WHAT YOU HAVE TO DO >> Search the material below for the word "Item" and copy every line in which it occurs.

EXERCISE DATA: Begin

//! Agent specifications and the per-session roster.
//!
//! An [`AgentSpec`] is declarative: a name, a natural-language role
//! description, a system prompt, and a reference to one conversation profile.
//! Exactly one spec per set is the proxy, which owns the termination sentinel
//! and the local code-execution sandbox. The [`AgentSet`] preserves insertion
//! order for display and indexes by name for the relay.

use std::collections::HashMap;
use std::path::{Path, PathBuf};
use std::sync::Arc;

use crate::error::{Error, Result};
use crate::profile::ConversationProfile;
use crate::sentinel::Sentinel;

/// Local sandbox where code-execution agents may write files.
///
/// Shared across all sessions in a process; sessions are serialized, so no
/// further synchronization exists.
#[derive(Debug, Clone, PartialEq, Eq)]
pub struct CodeExecution {
    work_dir: PathBuf,
}

impl CodeExecution {
    /// Sandbox rooted at `work_dir`.
    #[must_use]
    pub fn new(work_dir: impl Into<PathBuf>) -> Self {
        Self {
            work_dir: work_dir.into(),
        }
    }

    /// The working directory.
    #[must_use]
    pub fn work_dir(&self) -> &Path {
        &self.work_dir
    }
}

/// A named participant in a conversation.
#[derive(Debug, Clone)]
pub struct AgentSpec {
    name: String,
    description: String,
    system_prompt: String,
    profile: Arc<ConversationProfile>,
    termination: Option<Sentinel>,
    code_execution: Option<CodeExecution>,
    max_auto_replies: Option<u32>,
}

impl AgentSpec {
    /// An assistant agent: replies, never terminates the session itself.
    #[must_use]
    pub fn assistant(name: impl Into<String>, profile: Arc<ConversationProfile>) -> Self {
        Self {
            name: name.into(),
            description: String::new(),
            system_prompt: String::new(),
            profile,
            termination: None,
            code_execution: None,
            max_auto_replies: None,
        }
    }

    /// The proxy agent representing the operator side.
    ///
    /// Owns the termination predicate; the engine checks `sentinel` against
    /// every emitted message.
    #[must_use]
    pub fn proxy(
        name: impl Into<String>,
        profile: Arc<ConversationProfile>,
        sentinel: Sentinel,
    ) -> Self {
        Self {
            termination: Some(sentinel),
            ..Self::assistant(name, profile)
        }
    }

    /// Natural-language role description used for speaker selection.
    #[must_use]
    pub fn with_description(mut self, description: impl Into<String>) -> Self {
        self.description = description.into();
        self
    }

    /// System prompt sent with every model call for this agent.
    #[must_use]
    pub fn with_system_prompt(mut self, system_prompt: impl Into<String>) -> Self {
        self.system_prompt = system_prompt.into();
        self
    }

    /// Attach a code-execution sandbox.
    #[must_use]
    pub fn with_code_execution(mut self, work_dir: impl Into<PathBuf>) -> Self {
        self.code_execution = Some(CodeExecution::new(work_dir));
        self
    }

    /// Cap consecutive automatic replies.
    #[must_use]
    pub fn with_max_auto_replies(mut self, max: u32) -> Self {
        self.max_auto_replies = Some(max);
        self
    }

    /// Unique display name within a session.
    #[must_use]
    pub fn name(&self) -> &str {
        &self.name
    }

    /// Role description.
    #[must_use]
    pub fn description(&self) -> &str {
        &self.description
    }

    /// System prompt.
    #[must_use]
    pub fn system_prompt(&self) -> &str {
        &self.system_prompt
    }

    /// The conversation profile this agent is bound to.
    #[must_use]
    pub fn profile(&self) -> &Arc<ConversationProfile> {
        &self.profile
    }

    /// The termination sentinel, present only on the proxy.
    #[must_use]
    pub fn sentinel(&self) -> Option<&Sentinel> {
        self.termination.as_ref()
    }

    /// Whether this agent owns the termination predicate.
    #[must_use]
    pub fn is_termination_detector(&self) -> bool {
        self.termination.is_some()
    }

    /// Termination predicate: delegates to the sentinel, false for agents
    /// without one.
    #[must_use]
    pub fn is_termination_message(&self, content: &str) -> bool {
        self.termination
            .as_ref()
            .is_some_and(|sentinel| sentinel.matches(content))
    }

    /// Code-execution sandbox, present only on the proxy.
    #[must_use]
    pub fn code_execution(&self) -> Option<&CodeExecution> {
        self.code_execution.as_ref()
    }

    /// Cap on consecutive automatic replies, if any.
    #[must_use]
    pub fn max_auto_replies(&self) -> Option<u32> {
        self.max_auto_replies
    }
}

/// A fixed, ordered roster of agents for one or more session runs.
#[derive(Debug, Clone)]
pub struct AgentSet {
    agents: Vec<AgentSpec>,
    index: HashMap<String, usize>,
    proxy_index: usize,
}

impl AgentSet {
    /// Start building a roster.
    #[must_use]
    pub fn builder() -> AgentSetBuilder {
        AgentSetBuilder { agents: Vec::new() }
    }

    /// Look up an agent by display name.
    #[must_use]
    pub fn get(&self, name: &str) -> Option<&AgentSpec> {
        self.index.get(name).map(|&i| &self.agents[i])
    }

    /// The proxy agent. Guaranteed to exist by construction.
    #[must_use]
    pub fn proxy(&self) -> &AgentSpec {
        &self.agents[self.proxy_index]
    }

    /// The roster's termination sentinel (the proxy's).
    #[must_use]
    pub fn sentinel(&self) -> &Sentinel {
        // The builder rejects sets whose proxy lacks a sentinel.
        self.proxy()
            .sentinel()
            .expect("agent set built without termination detector")
    }

    /// Iterate over agents in insertion order.
    pub fn iter(&self) -> impl Iterator<Item = &AgentSpec> {
        self.agents.iter()
    }

    /// Display names in insertion order.
    pub fn names(&self) -> impl Iterator<Item = &str> {
        self.agents.iter().map(AgentSpec::name)
    }

    /// Whether an agent with `name` is registered.
    #[must_use]
    pub fn contains(&self, name: &str) -> bool {
        self.index.contains_key(name)
    }

    /// Number of agents in the roster.
    #[must_use]
    pub fn len(&self) -> usize {
        self.agents.len()
    }

    /// Whether the roster is empty. Always false for built sets.
    #[must_use]
    pub fn is_empty(&self) -> bool {
        self.agents.is_empty()
    }
}

/// Builder for [`AgentSet`].
#[derive(Debug, Default)]
pub struct AgentSetBuilder {
    agents: Vec<AgentSpec>,
}

impl AgentSetBuilder {
    /// Add an agent to the roster.
    #[must_use]
    pub fn agent(mut self, spec: AgentSpec) -> Self {
        self.agents.push(spec);
        self
    }

    /// Finish the roster.
    ///
    /// # Errors
    ///
    /// - [`Error::DuplicateAgentName`] when two agents share a display name.
    /// - [`Error::TerminationDetector`] unless exactly one agent carries the
    ///   termination sentinel.
    pub fn build(self) -> Result<AgentSet> {
        let mut index = HashMap::with_capacity(self.agents.len());
        for (i, agent) in self.agents.iter().enumerate() {
            if index.insert(agent.name().to_string(), i).is_some() {
                return Err(Error::DuplicateAgentName {
                    name: agent.name().to_string(),
                });
            }
        }

        let detectors: Vec<usize> = self
            .agents
            .iter()
            .enumerate()
            .filter(|(_, agent)| agent.is_termination_detector())
            .map(|(i, _)| i)
            .collect();
        let [proxy_index] = detectors[..] else {
            return Err(Error::TerminationDetector {
                count: detectors.len(),
            });
        };

        Ok(AgentSet {
            agents: self.agents,
            index,
            proxy_index,
        })
    }
}

#[cfg(test)]
#[allow(clippy::unwrap_used)]
mod tests {
    use super::*;
    use crate::profile::{ConversationProfile, ProfileOverrides};
    use crate::registry::{ModelEntry, ModelRegistry};
    use url::Url;

    fn profile() -> Arc<ConversationProfile> {
        let registry: ModelRegistry = [ModelEntry::local(
            "mistral",
            "mistral",
            Url::parse("http://0.0.0.0:59991").unwrap(),
        )]
        .into_iter()
        .collect();
        Arc::new(
            registry
                .build_profile("mistral", ProfileOverrides::none())
                .unwrap(),
        )
    }

    #[test]
    fn build_preserves_insertion_order() {
        let profile = profile();
        let set = AgentSet::builder()
            .agent(AgentSpec::proxy(
                "UserProxy",
                Arc::clone(&profile),
                Sentinel::bracketed(),
            ))
            .agent(AgentSpec::assistant("Writer", Arc::clone(&profile)))
            .agent(AgentSpec::assistant("PythonEngineer", profile))
            .build()
            .unwrap();

        let names: Vec<&str> = set.names().collect();
        assert_eq!(names, ["UserProxy", "Writer", "PythonEngineer"]);
        assert_eq!(set.proxy().name(), "UserProxy");
        assert_eq!(set.sentinel().as_str(), "[TERMINATE]");
    }

    #[test]
    fn duplicate_names_rejected() {
        let profile = profile();
        let err = AgentSet::builder()
            .agent(AgentSpec::proxy(
                "UserProxy",
                Arc::clone(&profile),
                Sentinel::terminate(),
            ))
            .agent(AgentSpec::assistant("Writer", Arc::clone(&profile)))
            .agent(AgentSpec::assistant("Writer", profile))
            .build()
            .unwrap_err();

        assert!(matches!(err, Error::DuplicateAgentName { name } if name == "Writer"));
    }

    #[test]
    fn exactly_one_detector_required() {
        let profile = profile();

        let err = AgentSet::builder()
            .agent(AgentSpec::assistant("Writer", Arc::clone(&profile)))
            .build()
            .unwrap_err();
        assert!(matches!(err, Error::TerminationDetector { count: 0 }));

        let err = AgentSet::builder()
            .agent(AgentSpec::proxy(
                "UserProxy",
                Arc::clone(&profile),
                Sentinel::terminate(),
            ))
            .agent(AgentSpec::proxy("Second", profile, Sentinel::terminate()))
            .build()
            .unwrap_err();
        assert!(matches!(err, Error::TerminationDetector { count: 2 }));
    }

    #[test]
    fn lookup_by_name_never_fails_for_registered_agents() {
        let profile = profile();
        let set = AgentSet::builder()
            .agent(AgentSpec::proxy(
                "UserProxy",
                Arc::clone(&profile),
                Sentinel::terminate(),
            ))
            .agent(AgentSpec::assistant("Assistant", profile))
            .build()
            .unwrap();

        for name in ["UserProxy", "Assistant"] {
            assert!(set.get(name).is_some());
        }
        assert!(set.get("Stranger").is_none());
    }

    #[test]
    fn proxy_owns_sandbox_and_predicate() {
        let profile = profile();
        let proxy = AgentSpec::proxy("UserProxy", profile, Sentinel::terminate())
            .with_description("an assistant with strong communication skills")
            .with_code_execution("output")
            .with_max_auto_replies(10);

        assert!(proxy.is_termination_detector());
        assert_eq!(
            proxy.code_execution().unwrap().work_dir(),
            Path::new("output")
        );
        assert_eq!(proxy.max_auto_replies(), Some(10));
        assert!(proxy.is_termination_message("all done TERMINATE"));
        assert!(!proxy.is_termination_message("all done TERMINATE."));
    }
}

EXERCISE DATA: End

TASK OUTPUT >>
    pub fn iter(&self) -> impl Iterator<Item = &AgentSpec> {
    pub fn names(&self) -> impl Iterator<Item = &str> {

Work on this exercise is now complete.